A number of studies are underway or have been conducted to better understand the impact of unclear findings in the clinical setting. BioArray News spoke with researchers at the University of Pennsylvania earlier this year about a National Institutes of Health-funded study that seeks to determine how chromosomal microarray test results are communicated to the parents of children with autism spectrum disorder (BAN 3/27/2012). A special issue of Prenatal Diagnosis in April also looked at the ethical issues raised by array-based prenatal tests, with two papers specifically focused on genetic counseling (BAN 4/10/2012).
With regards to the stillbirth and sequencing papers, Dugoff wrote that the former provides a "good rationale for performing microarray analysis in cases of stillbirth, particularly when congenital anomalies are present." She also agreed with Levy that the identification of an abnormal result may "provide comfort, end the search for a cause, and help with the assessment of risk and the development of a plan of care for future reproduction."

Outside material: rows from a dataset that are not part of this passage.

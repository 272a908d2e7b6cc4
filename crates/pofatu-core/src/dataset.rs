//! Entry point for building the entity graph of one repository.

use std::cell::OnceCell;
use std::collections::BTreeMap;
use std::path::{Path, PathBuf};

use pofatu_ingest::{
    ParameterIndex, SheetName, SheetReader, SheetSource, WorkbookFlattener, group_rows,
    merge_group,
};
use pofatu_model::{Contribution, Method, Reference, Sample};
use pofatu_standards::{BibliographyIndex, Errata};
use tracing::{debug, info, info_span};

use crate::analyses::{
    AnalysisIter, CompositionalGroup, MergeSummary, collect_conflicts, compositional_key,
    normalize_sample_id,
};
use crate::error::Result;
use crate::methods::{build_method, method_key};
use crate::options::BuildOptions;
use crate::samples::SampleCollector;
use crate::snapshot::DatasetSnapshot;
use crate::sources::{ReferenceCollector, build_contribution, contribution_key, normalize_code};

/// A Pofatu data repository: the workbook (or its flattened sheets) and
/// the bibliography.
///
/// Every operation reads its sheet afresh. Only the parameter index of the
/// compositional sheet is cached.
#[derive(Debug)]
pub struct Dataset {
    source: SheetSource,
    errata: Errata,
    options: BuildOptions,
    parameters: OnceCell<ParameterIndex>,
}

impl Dataset {
    /// Opens a repository with empty errata and default options.
    pub fn new(repos: impl Into<PathBuf>) -> Self {
        Self {
            source: SheetSource::new(repos),
            errata: Errata::default(),
            options: BuildOptions::default(),
            parameters: OnceCell::new(),
        }
    }

    #[must_use]
    pub fn with_errata(mut self, errata: Errata) -> Self {
        self.errata = errata;
        self
    }

    #[must_use]
    pub fn with_options(mut self, options: BuildOptions) -> Self {
        self.options = options;
        self
    }

    #[must_use]
    pub fn with_flattener(mut self, flattener: Box<dyn WorkbookFlattener>) -> Self {
        self.source = self.source.with_flattener(flattener);
        self
    }

    pub fn repos(&self) -> &Path {
        self.source.repos()
    }

    pub fn errata(&self) -> &Errata {
        &self.errata
    }

    pub fn options(&self) -> BuildOptions {
        self.options
    }

    pub fn reader(&self, sheet: SheetName) -> SheetReader<'_> {
        SheetReader::new(&self.source, sheet)
    }

    /// Parameter columns of the compositional sheet, read once.
    pub fn parameters(&self) -> Result<&ParameterIndex> {
        if let Some(index) = self.parameters.get() {
            return Ok(index);
        }
        let header = self.reader(SheetName::CompositionalData).header()?;
        let index = ParameterIndex::build(&header)?;
        Ok(self.parameters.get_or_init(|| index))
    }

    /// Bibliography at its default location in the repository.
    pub fn bibliography(&self) -> Result<BibliographyIndex> {
        Ok(BibliographyIndex::load(
            &self.source.bibliography_path(),
            &self.errata,
        )?)
    }

    pub fn contributions(&self) -> Result<Vec<Contribution>> {
        let _span = info_span!("contributions").entered();
        let rows = self
            .reader(SheetName::DataSource)
            .rows()?
            .map(|row| row.map(|row| normalize_code(row, &self.errata)));
        let contributions: Vec<Contribution> = group_rows(rows, &contribution_key())?
            .iter()
            .filter_map(|group| build_contribution(group, &self.errata))
            .collect();
        debug!(count = contributions.len(), "built contributions");
        Ok(contributions)
    }

    pub fn references(&self) -> Result<Vec<Reference>> {
        let _span = info_span!("references").entered();
        let mut collector = ReferenceCollector::default();
        for row in self.reader(SheetName::DataSource).rows()? {
            collector.add_row(&row?, &self.errata);
        }
        let references = collector.finish();
        debug!(count = references.len(), "built references");
        Ok(references)
    }

    /// Methods in `(code, parameter)` order.
    pub fn methods(&self) -> Result<Vec<Method>> {
        let _span = info_span!("methods").entered();
        let rows = self.reader(SheetName::MethodologicalMetadata).rows()?;
        let methods: Vec<Method> = group_rows(rows, &method_key())?
            .iter()
            .filter_map(build_method)
            .collect();
        debug!(count = methods.len(), "built methods");
        Ok(methods)
    }

    /// Samples in sheet order.
    pub fn samples(&self) -> Result<Vec<Sample>> {
        let _span = info_span!("samples").entered();
        let rows = self.reader(SheetName::SampleMetadata).rows()?;
        SampleCollector::check_header(&rows.header())?;
        let mut collector = SampleCollector::new(&self.errata, self.options);
        for row in rows {
            collector.add_row(row?)?;
        }
        let samples = collector.finish();
        debug!(count = samples.len(), "built samples");
        Ok(samples)
    }

    /// Compositional rows grouped by sample id and method code, each group
    /// merged into one row.
    pub fn compositional_groups(&self) -> Result<Vec<CompositionalGroup>> {
        let _span = info_span!("compositional").entered();
        let rows = self
            .reader(SheetName::CompositionalData)
            .rows()?
            .map(|row| row.map(|row| normalize_sample_id(row, &self.errata)));
        let groups: Vec<CompositionalGroup> = group_rows(rows, &compositional_key())?
            .into_iter()
            .filter_map(merge_group)
            .filter_map(CompositionalGroup::from_outcome)
            .collect();
        debug!(count = groups.len(), "merged compositional rows");
        Ok(groups)
    }

    /// Lazily builds the analyses of `samples`.
    pub fn analyses<'a>(
        &'a self,
        samples: &'a [Sample],
        methods: &[Method],
    ) -> Result<AnalysisIter<'a>> {
        let groups = self.compositional_groups()?;
        self.analyses_from(samples, methods, groups)
    }

    pub(crate) fn analyses_from<'a>(
        &'a self,
        samples: &'a [Sample],
        methods: &[Method],
        groups: Vec<CompositionalGroup>,
    ) -> Result<AnalysisIter<'a>> {
        Ok(AnalysisIter::new(
            samples,
            methods,
            self.parameters()?,
            groups,
        ))
    }

    /// Terms listed in the vocabularies sheet, by column title.
    pub fn sheet_vocabularies(&self) -> Result<BTreeMap<String, Vec<String>>> {
        let rows = self.reader(SheetName::Vocabularies).rows()?;
        let header = rows.header();
        let titles: Vec<(usize, String)> = (0..header.len())
            .filter_map(|column| {
                header
                    .top(column)
                    .or_else(|| header.sub(column))
                    .map(|title| (column, title.trim().to_string()))
            })
            .collect();

        let mut vocabularies: BTreeMap<String, Vec<String>> = titles
            .iter()
            .map(|(_, title)| (title.clone(), Vec::new()))
            .collect();
        for row in rows {
            let row = row?;
            for (column, title) in &titles {
                if let Some(term) = row.get(*column)
                    && let Some(terms) = vocabularies.get_mut(title)
                    && !terms.iter().any(|known| known == term)
                {
                    terms.push(term.to_string());
                }
            }
        }
        Ok(vocabularies)
    }

    /// Builds every entity into memory.
    pub fn load(&self) -> Result<DatasetSnapshot> {
        let _span = info_span!("load", repos = %self.repos().display()).entered();
        let contributions = self.contributions()?;
        let references = self.references()?;
        let methods = self.methods()?;
        let samples = self.samples()?;
        let groups = self.compositional_groups()?;
        let conflicts = collect_conflicts(&groups);
        let merge = MergeSummary::of(&groups);
        let analyses = self
            .analyses_from(&samples, &methods, groups)?
            .collect::<Result<Vec<_>>>()?;
        info!(
            contributions = contributions.len(),
            references = references.len(),
            methods = methods.len(),
            samples = samples.len(),
            analyses = analyses.len(),
            conflicts = conflicts.len(),
            "dataset loaded"
        );
        Ok(DatasetSnapshot {
            contributions,
            references,
            methods,
            samples,
            analyses,
            conflicts,
            merge,
        })
    }
}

And the sequencing paper, in Dugoff's words, illustrates both the limitations of chromosomal microarray to detect mutations as well as the advantage of a sequencing approach.
"Given the rapid advances and application of whole-exome sequencing in pediatric practice, it will not be long before this technology is ushered into the field of prenatal diagnosis," Dugoff wrote. Still, whole-exome sequencing faces a number of "future challenges," Dugoff wrote. These include "determining how to interpret large data sets" and "how to appropriately apply this information in clinical practice."
A number of targeted noninvasive sequencing-based tests are already on the market for prenatal testing. For example, GATC Biotech subsidiary LifeCodexx offers PrenaTest, a noninvasive, sequencing-based test to detect fetal trisomy 21. Verinata Health's Verifi prenatal test also detects trisomy 21, as well as trisomies 18 and 13, and common sex chromosome abnormalities. And Sequenom's MaterniT21 Plus test detects trisomies 21, 18 and 13.